Stored dataset items
####################

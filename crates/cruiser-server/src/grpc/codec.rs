//! Raw byte-frame codec.
//!
//! The bridge proxies gRPC messages without parsing them, so the codec
//! passes each length-delimited message through as an opaque payload.

use bytes::{Buf, BufMut, Bytes};
use tonic::codec::{Codec, DecodeBuf, Decoder, EncodeBuf, Encoder};
use tonic::Status;

/// One gRPC message as opaque bytes.
#[derive(Debug, Clone, Default, PartialEq)]
pub struct Frame {
    /// The message payload, excluding the gRPC length prefix.
    pub payload: Bytes,
}

impl Frame {
    /// Wrap a payload.
    pub fn new(payload: impl Into<Bytes>) -> Self {
        Self {
            payload: payload.into(),
        }
    }
}

/// Codec passing payloads through untouched.
#[derive(Debug, Clone, Default)]
pub struct RawCodec;

impl Codec for RawCodec {
    type Encode = Frame;
    type Decode = Frame;
    type Encoder = RawEncoder;
    type Decoder = RawDecoder;

    fn encoder(&mut self) -> Self::Encoder {
        RawEncoder
    }

    fn decoder(&mut self) -> Self::Decoder {
        RawDecoder
    }
}

/// Encoder half of [`RawCodec`].
#[derive(Debug)]
pub struct RawEncoder;

impl Encoder for RawEncoder {
    type Item = Frame;
    type Error = Status;

    fn encode(&mut self, item: Self::Item, dst: &mut EncodeBuf<'_>) -> Result<(), Self::Error> {
        dst.put(item.payload);
        Ok(())
    }
}

/// Decoder half of [`RawCodec`].
#[derive(Debug)]
pub struct RawDecoder;

impl Decoder for RawDecoder {
    type Item = Frame;
    type Error = Status;

    fn decode(&mut self, src: &mut DecodeBuf<'_>) -> Result<Option<Self::Item>, Self::Error> {
        // The transport hands us exactly one length-delimited message.
        let payload = src.copy_to_bytes(src.remaining());
        Ok(Some(Frame { payload }))
    }
}
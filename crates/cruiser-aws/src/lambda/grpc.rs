//! gRPC-bridge Lambda backend.
//!
//! Each bridged call gets one `LambdaMethodBackend`. Request frames are
//! base64-encoded into an API-Gateway envelope whose `path` is the gRPC
//! method; the decoded function response is queued for the send flow, which
//! makes `request` and `response` safe to run concurrently on the same
//! backend. Non-200 responses map to gRPC statuses per the translation
//! table, with a correlation id in `x-error-id`.

use std::sync::{Arc, Mutex};

use async_trait::async_trait;
use aws_lambda_events::apigw::{ApiGatewayProxyRequest, ApiGatewayProxyResponse};
use base64::engine::general_purpose::STANDARD as BASE64;
use base64::Engine;
use bytes::Bytes;
use cruiser_core::LambdaBackend;
use cruiser_server::grpc::{GrpcMethodBackend, GrpcMethodBackendFactory};
use tokio::sync::mpsc;
use tonic::metadata::MetadataMap;
use tonic::{Code, Status};
use tracing::error;
use uuid::Uuid;

use super::{decode_proxy_response, invoke_function};
use crate::AwsError;

type CallResult = Result<(MetadataMap, Bytes), Status>;

/// Creates one [`LambdaMethodBackend`] per bridged call.
pub struct LambdaMethodBackendFactory {
    client: aws_sdk_lambda::Client,
    backend: LambdaBackend,
}

impl LambdaMethodBackendFactory {
    /// Create a factory for a function.
    pub fn new(client: aws_sdk_lambda::Client, backend: LambdaBackend) -> Self {
        Self { client, backend }
    }
}

impl GrpcMethodBackendFactory for LambdaMethodBackendFactory {
    fn method_backend(&self, method: &str) -> Arc<dyn GrpcMethodBackend> {
        Arc::new(LambdaMethodBackend::new(
            self.client.clone(),
            self.backend.clone(),
            method.to_owned(),
        ))
    }
}

/// The per-call Lambda translation target.
pub struct LambdaMethodBackend {
    client: aws_sdk_lambda::Client,
    backend: LambdaBackend,
    method: String,
    incoming: Mutex<MetadataMap>,
    results_tx: Mutex<Option<mpsc::UnboundedSender<CallResult>>>,
    results_rx: tokio::sync::Mutex<mpsc::UnboundedReceiver<CallResult>>,
}

impl LambdaMethodBackend {
    /// Create a backend for one call to `method`.
    pub fn new(client: aws_sdk_lambda::Client, backend: LambdaBackend, method: String) -> Self {
        let (results_tx, results_rx) = mpsc::unbounded_channel();
        Self {
            client,
            backend,
            method,
            incoming: Mutex::new(MetadataMap::new()),
            results_tx: Mutex::new(Some(results_tx)),
            results_rx: tokio::sync::Mutex::new(results_rx),
        }
    }

    fn queue(&self, result: CallResult) {
        if let Some(tx) = self.results_tx.lock().expect("results lock poisoned").as_ref() {
            let _ = tx.send(result);
        }
    }
}

#[async_trait]
impl GrpcMethodBackend for LambdaMethodBackend {
    async fn begin(&self, metadata: MetadataMap) -> Result<(), Status> {
        *self.incoming.lock().expect("metadata lock poisoned") = metadata;
        Ok(())
    }

    async fn request(&self, payload: Bytes) -> Result<(), Status> {
        let incoming = self
            .incoming
            .lock()
            .expect("metadata lock poisoned")
            .clone();
        let envelope = build_grpc_envelope(&self.method, &incoming, &payload);
        let payload = serde_json::to_vec(&envelope)
            .map_err(AwsError::EncodePayload)
            .map_err(wrap_grpc_error)?;

        let response_payload = invoke_function(
            &self.client,
            &self.backend.function_name,
            &self.backend.qualifier,
            payload,
        )
        .await
        .map_err(wrap_grpc_error)?;

        let (response, body) =
            decode_proxy_response(&response_payload).map_err(wrap_grpc_error)?;
        self.queue(call_result(&response, body));
        Ok(())
    }

    async fn response(&self) -> Result<Option<(MetadataMap, Bytes)>, Status> {
        let mut rx = self.results_rx.lock().await;
        match rx.recv().await {
            Some(result) => result.map(Some),
            None => Ok(None),
        }
    }

    fn close_requests(&self) {
        self.results_tx.lock().expect("results lock poisoned").take();
    }

    async fn end(&self) {}
}

/// Wrap an internal failure: correlation id to the client, detail to the
/// log.
fn wrap_grpc_error(error: AwsError) -> Status {
    let error_id = Uuid::new_v4().to_string();
    error!(error = %error, error_id = %error_id, "error handling request");
    Status::internal(format!("internal server error: {error_id}"))
}

fn build_grpc_envelope(
    method: &str,
    incoming: &MetadataMap,
    payload: &[u8],
) -> ApiGatewayProxyRequest {
    ApiGatewayProxyRequest {
        http_method: http::Method::POST,
        path: Some(method.to_owned()),
        multi_value_headers: incoming.clone().into_headers(),
        body: Some(BASE64.encode(payload)),
        is_base64_encoded: true,
        ..Default::default()
    }
}

/// Translate a decoded function response into the call result the send
/// flow delivers.
fn call_result(response: &ApiGatewayProxyResponse, body: Vec<u8>) -> CallResult {
    // Outgoing metadata is the union of both header maps.
    let mut merged = response.multi_value_headers.clone();
    for (name, value) in &response.headers {
        merged.append(name, value.clone());
    }
    let mut outgoing = MetadataMap::from_headers(merged);

    if response.status_code == 200 {
        return Ok((outgoing, Bytes::from(body)));
    }

    let (code, message) = map_http_status(response.status_code);
    let error_id = Uuid::new_v4().to_string();
    outgoing.insert(
        "x-error-id",
        error_id.parse().expect("uuid is a valid metadata value"),
    );

    if code == Code::Ok {
        // 410 maps to OK; the call succeeds with an empty payload.
        return Ok((outgoing, Bytes::new()));
    }

    let mut status = Status::new(code, message);
    *status.metadata_mut() = outgoing;
    Err(status)
}

/// The HTTP to gRPC status translation table.
fn map_http_status(status_code: i64) -> (Code, &'static str) {
    match status_code {
        204 => (Code::OutOfRange, "out of range"),
        401 => (Code::Unauthenticated, "unauthorized"),
        403 => (Code::PermissionDenied, "forbidden"),
        404 => (Code::NotFound, "not found"),
        405 => (Code::Unimplemented, "method not allowed"),
        409 => (Code::AlreadyExists, "already exists"),
        410 => (Code::Ok, "moved permanently"),
        412 => (Code::FailedPrecondition, "failed precondition"),
        429 => (Code::ResourceExhausted, "too many requests"),
        500 => (Code::Internal, "internal server error"),
        501 => (Code::Unimplemented, "not implemented"),
        503 => (Code::Unavailable, "service unavailable"),
        _ => (Code::Internal, "internal server error"),
    }
}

####################

## [Exercise goal]
Only a number is expected: the count of lines in the entries that include the string "delimited".

## [Answer to this task]
2